▶ TASK GOAL
For each line of the data below that holds "error", copy the line.
*** Opening of RECORDS FOR THIS EXERCISE ***
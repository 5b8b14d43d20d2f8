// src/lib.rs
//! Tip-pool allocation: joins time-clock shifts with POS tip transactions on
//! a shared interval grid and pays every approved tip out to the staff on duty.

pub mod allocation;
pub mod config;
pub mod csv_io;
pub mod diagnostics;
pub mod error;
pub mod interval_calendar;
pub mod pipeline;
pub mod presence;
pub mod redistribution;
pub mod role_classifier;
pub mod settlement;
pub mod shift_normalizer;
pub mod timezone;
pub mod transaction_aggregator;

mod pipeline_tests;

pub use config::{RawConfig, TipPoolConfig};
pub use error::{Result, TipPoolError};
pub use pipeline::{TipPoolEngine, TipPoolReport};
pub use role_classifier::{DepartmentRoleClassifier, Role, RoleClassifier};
*** Close of RECORDS FOR THIS EXERCISE ***
▶ ANSWER SECTION
pub mod error;
pub use error::{Result, TipPoolError};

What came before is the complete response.